Directions
Here is a block of records. Copy every line in it that includes "filelist".

Supplied information
*** Block opens ***

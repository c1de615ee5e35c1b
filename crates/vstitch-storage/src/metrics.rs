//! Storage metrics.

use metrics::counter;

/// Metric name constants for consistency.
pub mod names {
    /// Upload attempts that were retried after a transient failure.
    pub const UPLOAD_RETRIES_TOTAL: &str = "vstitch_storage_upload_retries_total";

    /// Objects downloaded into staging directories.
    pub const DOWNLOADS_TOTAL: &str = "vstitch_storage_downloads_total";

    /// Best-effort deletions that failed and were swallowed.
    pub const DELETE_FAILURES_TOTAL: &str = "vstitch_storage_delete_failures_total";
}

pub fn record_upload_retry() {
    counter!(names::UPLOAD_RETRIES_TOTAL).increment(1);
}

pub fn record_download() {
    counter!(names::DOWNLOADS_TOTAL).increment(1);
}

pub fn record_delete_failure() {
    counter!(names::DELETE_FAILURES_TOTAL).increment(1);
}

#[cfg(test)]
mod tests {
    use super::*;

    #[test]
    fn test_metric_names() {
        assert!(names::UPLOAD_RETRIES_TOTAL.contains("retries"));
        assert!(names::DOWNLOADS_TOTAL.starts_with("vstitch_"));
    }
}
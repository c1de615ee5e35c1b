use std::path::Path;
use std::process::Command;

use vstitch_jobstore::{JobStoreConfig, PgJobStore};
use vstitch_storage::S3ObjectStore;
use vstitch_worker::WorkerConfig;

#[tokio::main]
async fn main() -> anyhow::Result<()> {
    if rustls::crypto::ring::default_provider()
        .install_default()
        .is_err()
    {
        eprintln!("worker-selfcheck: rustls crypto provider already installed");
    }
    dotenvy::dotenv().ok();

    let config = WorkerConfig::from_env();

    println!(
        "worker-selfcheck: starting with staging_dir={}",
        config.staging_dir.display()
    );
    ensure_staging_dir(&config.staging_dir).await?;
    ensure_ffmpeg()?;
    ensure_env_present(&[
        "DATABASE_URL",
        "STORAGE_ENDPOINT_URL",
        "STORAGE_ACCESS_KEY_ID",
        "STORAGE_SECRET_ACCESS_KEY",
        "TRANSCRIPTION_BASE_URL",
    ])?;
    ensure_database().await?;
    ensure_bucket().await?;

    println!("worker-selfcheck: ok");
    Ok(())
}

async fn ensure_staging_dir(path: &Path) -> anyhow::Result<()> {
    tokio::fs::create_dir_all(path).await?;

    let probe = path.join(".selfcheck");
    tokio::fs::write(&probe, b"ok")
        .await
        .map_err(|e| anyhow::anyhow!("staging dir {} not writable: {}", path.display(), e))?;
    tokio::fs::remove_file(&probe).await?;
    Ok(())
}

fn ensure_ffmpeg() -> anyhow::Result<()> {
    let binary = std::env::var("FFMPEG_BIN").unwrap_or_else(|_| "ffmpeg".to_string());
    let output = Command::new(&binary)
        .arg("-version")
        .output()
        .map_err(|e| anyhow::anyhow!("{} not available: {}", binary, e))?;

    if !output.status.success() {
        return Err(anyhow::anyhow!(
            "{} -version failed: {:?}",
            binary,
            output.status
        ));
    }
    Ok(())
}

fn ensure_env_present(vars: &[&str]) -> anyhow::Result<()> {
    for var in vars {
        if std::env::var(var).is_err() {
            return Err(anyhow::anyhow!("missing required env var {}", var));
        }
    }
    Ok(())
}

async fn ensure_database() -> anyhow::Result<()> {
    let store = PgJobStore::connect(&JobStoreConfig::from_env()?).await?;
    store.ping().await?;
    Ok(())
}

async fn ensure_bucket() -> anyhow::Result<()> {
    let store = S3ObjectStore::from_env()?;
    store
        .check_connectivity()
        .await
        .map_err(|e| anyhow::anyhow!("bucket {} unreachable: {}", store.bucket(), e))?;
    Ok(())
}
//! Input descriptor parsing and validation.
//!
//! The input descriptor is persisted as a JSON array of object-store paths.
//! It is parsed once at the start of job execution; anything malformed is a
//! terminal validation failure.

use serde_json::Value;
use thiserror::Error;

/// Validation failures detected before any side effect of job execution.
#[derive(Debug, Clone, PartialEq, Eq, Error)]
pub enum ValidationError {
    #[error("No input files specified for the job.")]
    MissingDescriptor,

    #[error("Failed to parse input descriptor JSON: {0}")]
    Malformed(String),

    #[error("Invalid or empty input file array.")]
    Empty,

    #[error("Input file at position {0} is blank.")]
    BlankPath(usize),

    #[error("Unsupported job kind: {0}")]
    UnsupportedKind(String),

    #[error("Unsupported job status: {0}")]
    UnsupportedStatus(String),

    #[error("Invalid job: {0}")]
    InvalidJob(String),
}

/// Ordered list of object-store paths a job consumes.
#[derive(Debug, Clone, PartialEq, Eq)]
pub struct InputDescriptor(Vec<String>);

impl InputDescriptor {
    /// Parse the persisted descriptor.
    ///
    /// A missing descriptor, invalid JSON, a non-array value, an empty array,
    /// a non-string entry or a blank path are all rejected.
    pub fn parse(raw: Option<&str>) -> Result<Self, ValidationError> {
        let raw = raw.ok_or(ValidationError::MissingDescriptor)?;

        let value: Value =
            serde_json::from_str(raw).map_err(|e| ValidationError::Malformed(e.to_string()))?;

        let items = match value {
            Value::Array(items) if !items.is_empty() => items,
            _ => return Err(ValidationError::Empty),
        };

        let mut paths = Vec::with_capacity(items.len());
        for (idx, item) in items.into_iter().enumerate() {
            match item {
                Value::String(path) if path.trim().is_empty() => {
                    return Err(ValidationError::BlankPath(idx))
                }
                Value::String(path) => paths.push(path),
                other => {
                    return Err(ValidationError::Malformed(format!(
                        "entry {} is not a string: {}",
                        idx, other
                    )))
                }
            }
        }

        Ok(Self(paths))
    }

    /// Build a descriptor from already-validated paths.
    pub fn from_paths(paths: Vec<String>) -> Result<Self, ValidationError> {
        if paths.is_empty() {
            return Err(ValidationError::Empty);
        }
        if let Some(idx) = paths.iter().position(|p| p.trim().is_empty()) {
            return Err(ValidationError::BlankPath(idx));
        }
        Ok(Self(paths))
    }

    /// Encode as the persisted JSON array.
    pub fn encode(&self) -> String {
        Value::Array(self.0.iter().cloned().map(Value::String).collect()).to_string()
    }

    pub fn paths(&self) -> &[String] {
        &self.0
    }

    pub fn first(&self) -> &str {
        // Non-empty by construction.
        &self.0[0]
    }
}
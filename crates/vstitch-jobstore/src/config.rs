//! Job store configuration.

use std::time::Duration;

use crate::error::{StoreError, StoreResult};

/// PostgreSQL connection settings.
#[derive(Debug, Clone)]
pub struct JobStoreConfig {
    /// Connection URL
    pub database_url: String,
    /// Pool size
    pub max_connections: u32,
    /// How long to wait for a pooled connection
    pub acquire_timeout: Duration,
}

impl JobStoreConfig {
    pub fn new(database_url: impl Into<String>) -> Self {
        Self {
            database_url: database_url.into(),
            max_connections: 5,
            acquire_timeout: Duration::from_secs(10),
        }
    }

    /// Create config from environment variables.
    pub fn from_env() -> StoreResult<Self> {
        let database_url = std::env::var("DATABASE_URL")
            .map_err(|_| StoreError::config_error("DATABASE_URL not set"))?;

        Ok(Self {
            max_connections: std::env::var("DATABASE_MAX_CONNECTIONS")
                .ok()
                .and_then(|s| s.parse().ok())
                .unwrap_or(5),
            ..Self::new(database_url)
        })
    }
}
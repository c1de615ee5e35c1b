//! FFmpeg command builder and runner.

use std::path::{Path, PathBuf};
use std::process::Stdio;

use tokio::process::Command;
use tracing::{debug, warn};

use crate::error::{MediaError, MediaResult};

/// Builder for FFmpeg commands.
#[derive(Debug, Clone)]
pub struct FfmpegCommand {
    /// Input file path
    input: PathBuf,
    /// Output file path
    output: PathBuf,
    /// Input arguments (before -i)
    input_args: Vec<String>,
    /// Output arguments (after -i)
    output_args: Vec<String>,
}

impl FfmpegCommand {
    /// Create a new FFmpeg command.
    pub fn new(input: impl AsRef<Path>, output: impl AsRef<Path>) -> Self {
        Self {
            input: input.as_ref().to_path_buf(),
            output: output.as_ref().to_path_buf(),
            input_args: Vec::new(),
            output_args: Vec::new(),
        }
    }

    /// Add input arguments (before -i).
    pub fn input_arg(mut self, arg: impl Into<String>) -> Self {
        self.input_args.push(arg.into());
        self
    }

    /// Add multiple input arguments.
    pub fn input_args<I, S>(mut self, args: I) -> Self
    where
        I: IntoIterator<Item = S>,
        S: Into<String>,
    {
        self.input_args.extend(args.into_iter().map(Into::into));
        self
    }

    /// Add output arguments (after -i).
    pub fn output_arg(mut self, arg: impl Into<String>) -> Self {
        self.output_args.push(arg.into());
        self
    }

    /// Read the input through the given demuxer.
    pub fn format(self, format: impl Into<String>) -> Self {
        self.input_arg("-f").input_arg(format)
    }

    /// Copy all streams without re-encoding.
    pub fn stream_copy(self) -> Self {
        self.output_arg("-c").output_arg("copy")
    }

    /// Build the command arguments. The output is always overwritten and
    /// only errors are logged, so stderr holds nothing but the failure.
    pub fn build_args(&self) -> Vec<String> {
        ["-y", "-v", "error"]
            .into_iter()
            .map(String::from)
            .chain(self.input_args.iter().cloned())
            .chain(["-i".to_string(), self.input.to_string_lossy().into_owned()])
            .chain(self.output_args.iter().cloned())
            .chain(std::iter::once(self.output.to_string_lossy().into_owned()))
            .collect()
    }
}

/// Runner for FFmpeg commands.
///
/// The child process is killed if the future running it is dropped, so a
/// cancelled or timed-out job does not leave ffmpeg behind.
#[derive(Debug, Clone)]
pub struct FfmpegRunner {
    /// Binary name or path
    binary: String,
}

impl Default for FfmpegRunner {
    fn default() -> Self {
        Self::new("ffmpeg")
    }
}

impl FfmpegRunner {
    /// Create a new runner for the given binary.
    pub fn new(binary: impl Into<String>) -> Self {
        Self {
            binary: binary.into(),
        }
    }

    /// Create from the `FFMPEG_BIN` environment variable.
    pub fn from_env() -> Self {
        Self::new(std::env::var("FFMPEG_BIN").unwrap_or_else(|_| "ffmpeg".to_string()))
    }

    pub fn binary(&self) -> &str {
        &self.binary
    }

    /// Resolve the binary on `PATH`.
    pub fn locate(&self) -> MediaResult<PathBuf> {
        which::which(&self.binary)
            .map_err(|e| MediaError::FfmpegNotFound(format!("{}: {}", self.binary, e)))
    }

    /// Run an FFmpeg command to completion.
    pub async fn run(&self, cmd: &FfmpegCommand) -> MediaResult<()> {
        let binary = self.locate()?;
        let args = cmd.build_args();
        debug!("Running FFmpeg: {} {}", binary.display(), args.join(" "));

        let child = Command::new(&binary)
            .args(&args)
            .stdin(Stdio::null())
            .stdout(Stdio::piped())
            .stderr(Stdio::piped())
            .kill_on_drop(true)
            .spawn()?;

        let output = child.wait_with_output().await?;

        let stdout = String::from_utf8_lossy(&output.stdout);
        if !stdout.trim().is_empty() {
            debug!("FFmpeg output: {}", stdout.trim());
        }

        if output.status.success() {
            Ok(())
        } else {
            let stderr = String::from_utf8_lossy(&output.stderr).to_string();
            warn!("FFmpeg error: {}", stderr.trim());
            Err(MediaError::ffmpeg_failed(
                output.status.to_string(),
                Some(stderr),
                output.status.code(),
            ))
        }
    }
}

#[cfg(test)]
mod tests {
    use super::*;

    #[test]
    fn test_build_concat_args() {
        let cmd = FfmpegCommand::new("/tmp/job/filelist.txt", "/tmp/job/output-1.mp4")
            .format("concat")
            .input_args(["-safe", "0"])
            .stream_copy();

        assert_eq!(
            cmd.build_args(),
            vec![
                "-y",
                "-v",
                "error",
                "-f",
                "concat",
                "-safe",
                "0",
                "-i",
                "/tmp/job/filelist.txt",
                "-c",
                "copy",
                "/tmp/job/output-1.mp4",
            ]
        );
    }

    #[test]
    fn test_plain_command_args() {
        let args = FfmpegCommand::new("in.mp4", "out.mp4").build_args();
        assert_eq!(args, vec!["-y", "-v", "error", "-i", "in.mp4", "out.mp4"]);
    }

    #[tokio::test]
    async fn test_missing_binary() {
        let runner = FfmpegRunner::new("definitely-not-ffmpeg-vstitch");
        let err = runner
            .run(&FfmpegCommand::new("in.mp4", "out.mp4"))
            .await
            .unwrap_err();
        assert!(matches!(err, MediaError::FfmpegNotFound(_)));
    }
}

*** Block closes ***

Written answer
        let cmd = FfmpegCommand::new("/tmp/job/filelist.txt", "/tmp/job/output-1.mp4")
                "/tmp/job/filelist.txt",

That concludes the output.